A London Mystery

For the residents of Soho, leafing through their newspapers in the days after Christmas in 1900, the news that a woman’s leg and been found in their district on Christmas Eve must have made for rather unpleasant reading. Especially for those who had had their turkeys delivered by Mr. Neve, a local butcher.

The Nottingham Journal, took up the story in its edition of Friday 28th December, 1900:-


Christmas in London without a startling police sensation would be no Christmas at all.

Soho this year has the customary mystery. And for the moment the police are as much in fog as the Embankment was last Sunday, to say whether the mystery covers a tragedy or a medical student’s practical joke.


These are the facts.

On Christmas Eve, George Randall, a youth of nineteen, employed by Mr. W. H. Neve, butcher and game dealer, of 30, Rupert Street, Soho, was delivering Christmas turkeys for his employer in the neighbourhood of Little Pulteney Street, Soho.

When driving his cart along Little Pulteney Street, at the corner of Windmill Street, he saw two boys approaching in an opposite direction. “Look out!”, cried one of the boys, to which the other answered, “Let it go!”

Immediately afterwards something fell into his cart, and as he turned he saw the two lads running in the direction of Wardour Street.


He thought nothing more of the occurrence, and he drove on to next customer, at Marshall Street.

Returning to his cart after delivering the customer’s turkey, Randall found his assistant, Walter Walsh, a lad of sixteen, examining something which he had picked up in the bottom of the cart.

“It was a human leg and foot,” said young Randall to a Daily Mail representative on Wednesday, “and it was quite warm when I picked it up.”


When Randall discovered the gruesome addition to his load of Christmas turkeys, he “felt like fainting,” to use his own expression. He at once sought the advice of other butcher boys, employed at Broxill’s, Marshall street, and, at their suggestion, he took the grisly find to Great Marlborough Street Police Station.

Under the glare of gaslight, the object at first glance looked like a portion of the leg of mummy, from the kneecap downward. But the still latent warmth of the flesh and the half-charred skin gave a more tragic suggestion.

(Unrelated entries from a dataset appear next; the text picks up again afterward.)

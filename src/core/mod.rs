//! Core logging engine
//!
//! The record model, filters, batching, and the logger facade. Encoding
//! and output live in the sibling `encode` and `targets` modules.

pub mod batch;
pub mod dedup;
pub mod error;
pub mod field;
pub mod level;
pub mod logger;
pub mod metrics;
pub mod pipeline;
pub mod record;
pub mod sampler;
pub mod timestamp;

pub use error::{LoggerError, Result};
pub use field::{Field, FieldValue};
pub use level::Level;
pub use logger::Logger;
pub use metrics::LoggerMetrics;
pub use record::Record;
pub use sampler::Sampler;
pub use timestamp::TimestampFormat;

There could be no mistaking the fact that it was a portion of a woman’s leg, cut off, in a bungling fashion below the knee joint. That it had been subjected to a roasting process was also evident from the charred skin. The first joints of all the toes had been broken off, apparently after being reduced to cinder.


But, most astonishing of all, was the fact that the upper end, where it had been severed from the knee joint, was clean and uncharred, showing that it had been cut off after the leg, or body, had been roasted.

Around the ankle were marks of a cord. Prom the thick portion of the calf a clean slice had been cut, in somewhat bungling fashion.


Dr. Alex Mitchell, the divisional surgeon, was at once called to examine the fragment.

His examination simply showed that severance had taken place after the limb had been roasted, and that it was a portion of  a woman’s leg.

But that was all.


All Christmas Day, detectives from Marlborough Street were scouring Soho to discover the two boys who had thrown the object into the butcher’s cart.

It is stated that two boys answering the description given by Randall were found, but at present the police have no information which throws any light on the mystery.


To add further to the mystery, a woman’s garment, picked up in St. Martin’s Lane, was taken to the police station on Wednesday. Whether this was part of the covering of the victim, or whether it was a corroborative hoax put up by medical students who are supposed to be aggrieved with the police ever since the riots, is a question that remains solved.

A coroner’s jury will have the solution of the Soho Christmas mystery.”


However, as The Evening Herald pointed out in its edition of the 28th of December 1900, it would be nigh on impossible to hold an inquest on a leg, and, anyway, as far as the newspaper understood, the police were in possession of certain facts that semed to point to the whole saga being a hoax:-

“To hold an inquest on such portions of a human body as a leg, a hand, or an arm would be impossible, and the Coroner will be able to take no action whatever until he gets further information.

It was pointed out that, for all the evidence at present procurable, the former possessor of the limb may be stumping about London’s streets on a wooden leg. To hold an inquest and then afterwards discover that the limb belonged to a living person would be ludicrous to a degree – at any rate, to all except the unfortunate person who had lost the leg.


The police have stated to a news agency that they have evidence in hand which will obviate the necessity of an inquest.

This can only mean that the authorities have discovered that the affair is a hoax – probably a silly medical student joke; and that the theory of a crime cannot any longer be entertained.”